Turquie : Funérailles et frappes contre le PKK au lendemain de l'attentat près d'Ankara
Les premières funérailles des victimes de l'attentat contre le siège des Industries de Défense de Turquie mercredi, près d'Ankara, seront célébrées jeudi après une nuit de bombardements qui se poursuivent visant les combattants kurdes du PKK.
Le gouvernement turc a rapidement désigné le Parti des Travailleurs du Kurdistan (PKK) comme le "probable" responsable de l'attaque qui a fait cinq morts et 22 blessés, plus les deux assaillants, selon le dernier bilan officiel.
De nouvelles images diffusées sur X, émanant de caméras de surveillance du site visé, montrent distinctement une femme et un homme, tous deux jeunes, sortant d'un taxi fusil d'assaut en mains et ouvrant le feu contre les employés avant même de pénétrer à l'intérieur.
Le chauffeur du taxi, dont les obsèques seront célébrées jeudi matin à Ankara, compte au nombre des victimes: il a été abattu par les deux attaquants qui lui ont volé sa voiture, selon les autorités.
En représailles, l'armée turque a mené dans la nuit des raids contre des positions du PKK en Syrie et dans le nord de l'Irak, visant "32 cibles détruites avec succès" assure le ministère de la Défense qui a largement distribué les images des frappes.
Les forces kurdes ont fait état jeudi de 12 civils tués parmi lesquels deux enfants dans des frappes turques visant le nord et l'est de la Syrie, après l'attentat qui a fait au moins cinq morts à Ankara la veille.
Le président Recep Tayyip Erdogan, qui se trouvait à Kazan en Russie lors de l'attaque pour rencontrer le président Vladimir Poutine, doit assister jeudi au sommet des Brics - Brésil, Russie, Inde, Chine et Afrique du Sud - "puis regagner Ankara" a précisé la présidence à l'AFP.

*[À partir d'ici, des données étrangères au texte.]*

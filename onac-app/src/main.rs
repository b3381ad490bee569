mod app;
mod scene;

use anyhow::Result;
use onac_experiment::{ExperimentConfig, ExperimentDriver, SessionContext, TaskKind};

use crate::app::App;

fn main() -> Result<()> {
    let mut args = std::env::args().skip(1);
    let Some(participant) = args.next() else {
        anyhow::bail!("usage: onac-app <participant-id> [serial-port]");
    };
    let port = args.next();

    let config = ExperimentConfig::default();
    let session = SessionContext::new(participant, port.as_deref(), config)?;
    session.write_manifest()?;

    let driver = ExperimentDriver::new(session, TaskKind::standard_sequence(), rand::rng());
    App::new(driver).run()
}
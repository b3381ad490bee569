use std::collections::VecDeque;
use std::path::PathBuf;

use onac_core::SoundSpec;
use onac_trigger::{TriggerError, TriggerSink};
use rand::Rng;

use crate::error::TaskError;
use crate::recorder::TrialRecorder;
use crate::runner::{FrameContent, TickOutput, TrialRunner};
use crate::session::SessionContext;
use crate::stimuli::{load_instruction_paths, load_stimulus_table};
use crate::task::{self, TaskPlan};

/// How long the closing screen stays up before the process may exit.
const END_SCREEN_SECS: f64 = 3.0;

/// Result of advancing one task by one refresh tick.
#[derive(Debug)]
pub enum TaskTick {
    Frame(TickOutput),
    /// A self-paced break is due; the caller resumes on the next key.
    Break,
    Finished,
}

/// Executes one `TaskPlan`: starts each planned trial, feeds it ticks,
/// collects records, and reports breaks. The same driver runs every task;
/// the differences live in the plan.
pub struct TaskDriver<R: Rng> {
    plan: TaskPlan,
    rng: R,
    jitter_max: f64,
    next: usize,
    runner: Option<TrialRunner>,
    trial_start: f64,
    recorder: TrialRecorder,
    recorded_count: usize,
}

impl<R: Rng> TaskDriver<R> {
    pub fn new(plan: TaskPlan, jitter_max: f64, rng: R) -> Self {
        Self {
            plan,
            rng,
            jitter_max,
            next: 0,
            runner: None,
            trial_start: 0.0,
            recorder: TrialRecorder::new(),
            recorded_count: 0,
        }
    }

    pub fn name(&self) -> &'static str {
        self.plan.name
    }

    pub fn output_stem(&self) -> Option<&'static str> {
        self.plan.output_stem
    }

    pub fn recorder(&self) -> &TrialRecorder {
        &self.recorder
    }

    pub fn finished(&self) -> bool {
        self.runner.is_none() && self.next >= self.plan.trials.len()
    }

    /// Advances the task to session time `now` with this tick's key events.
    pub fn tick(
        &mut self,
        now: f64,
        keys: &[String],
        sink: &mut impl TriggerSink,
    ) -> Result<TaskTick, TriggerError> {
        if self.runner.is_none() {
            let Some(planned) = self.plan.trials.get(self.next) else {
                return Ok(TaskTick::Finished);
            };
            let mut schedule = planned.schedule.clone();
            if planned.jitter && self.jitter_max > 0.0 {
                schedule.extend_last(self.rng.random_range(0.0..self.jitter_max));
            }
            self.runner = Some(TrialRunner::new(schedule, planned.spec.clone())?);
            self.trial_start = now;
            if planned.recorded {
                println!("Trial {} started at {now:.3}s", self.recorded_count);
            }
        }
        let Some(runner) = self.runner.as_mut() else {
            return Ok(TaskTick::Finished);
        };

        let elapsed = now - self.trial_start;
        let out = runner.tick(elapsed, keys, sink);
        if out.completed {
            if let Some(done) = self.runner.take() {
                let planned = &self.plan.trials[self.next];
                if planned.recorded {
                    self.recorder.record(done.into_record(self.recorded_count));
                    self.recorded_count += 1;
                }
            }
            let finished_idx = self.next;
            self.next += 1;
            if self.plan.breaks_after.contains(&finished_idx) {
                return Ok(TaskTick::Break);
            }
        }
        Ok(TaskTick::Frame(out))
    }
}

/// The fixed task sequence of a session.
#[derive(Debug, Clone, Copy, PartialEq, Eq)]
pub enum TaskKind {
    Introduction,
    RestingState,
    ObjectRecognition,
    MismatchedNegativity,
    VisualStimulation,
    MemoryEncoding,
    SimpleMotor,
    NaturalisticMotor,
    BreathHolding,
}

Cet attentat survient alors que des signes de détente se multiplient ces derniers temps entre les autorités et les responsables kurdes.
Ainsi, au moment même où se produisait l'attentat, le chef kurde historique du PKK Adbullah Ocalan, détenu à l'isolement depuis 1999 sur une ile-prison au sud d'Istanbul, a reçu mercredi sa première visite et son premier contact en 43 mois avec des proches.
- "Terrain politique" -
Son neveu Ömer Öcalan, député du principal parti pro-kurde au parlement, le Dem (ex-HDP), a lui même confirmé des informations de presse sur X : "notre dernière rencontre en face-à-face avec Abdullah Öcalan avait eu lieu le 3 mars 2020. En tant que famille, nous avons rencontré M. Öcalan des années plus tard, le 23 octobre 2024" a-t-il annoncé.
Son dernier contact avec sa famille avait constitué en un bref échange téléphonique fin mars 2021. Auparavant, il avait pu recevoir la visite de son frère Mehmet Öcalan en aout 2019.
Selon son neveu, qui l'a jugé "en bonne santé", le responsable kurde a souhaité faire passer le message suivant : "Si les conditions se présentent, j'ai le pouvoir théorique et pratique de transférer le conflit du terrain de la violence au terrain juridique et politique".
Un éditorialiste en vue du quotidien Hürriyet, proche du gouvernement, Abdulkadir Selvi, qui précise que la rencontre a duré "deux heures", a également affirmé que "Öcalan s'est dit prêt à déposer les armes".
La demande de visite avait été déposée au mois d'août, précise Hürriyet.
Mardi, le président du MHP (nationaliste) Devlet Bahçeli, principal allié du parti AKP au pouvoir et farouchement hostile au PKK, a invité Abdullah Öcalan à s'exprimer devant le Parlement pour annoncer son renoncement au terrorisme et la dissolution du parti.
Le Dem, troisième force au Parlement, auquel appartient le neveu d'Öcalan a jugé mercredi "significatif" que l'attentat se produise "alors que la société turque discute de solutions pour faire émerger la possibilité d'un dialogue".
Öcalan, "Apo" pour ses partisans ("oncle" et "chef", en kurde) avait été arrêté au terme d'un longue traque en février 1999 à Nairobi.
Fondateur du PKK d'obédience marxiste-léniniste en 1978, il avait opté pour la lutte armée en août 1984 afin d'obtenir la création d'un Etat kurde.
Öcalan avait appelé une première fois au dialogue et au cessez-le-feu en 2012 et de nouveau en 2013, avant que le conflit, sanglant, ne reprenne en 2015 au coeur de Diyarbakir (sud-est), la plus grande ville à majorité kurde du pays.
A l'issue de ces affrontements qui ont fait des centaines de morts dans leurs rangs, les combattants s'étaient repliés dans les montagnes aux frontières de la Syrie et de l'Irak.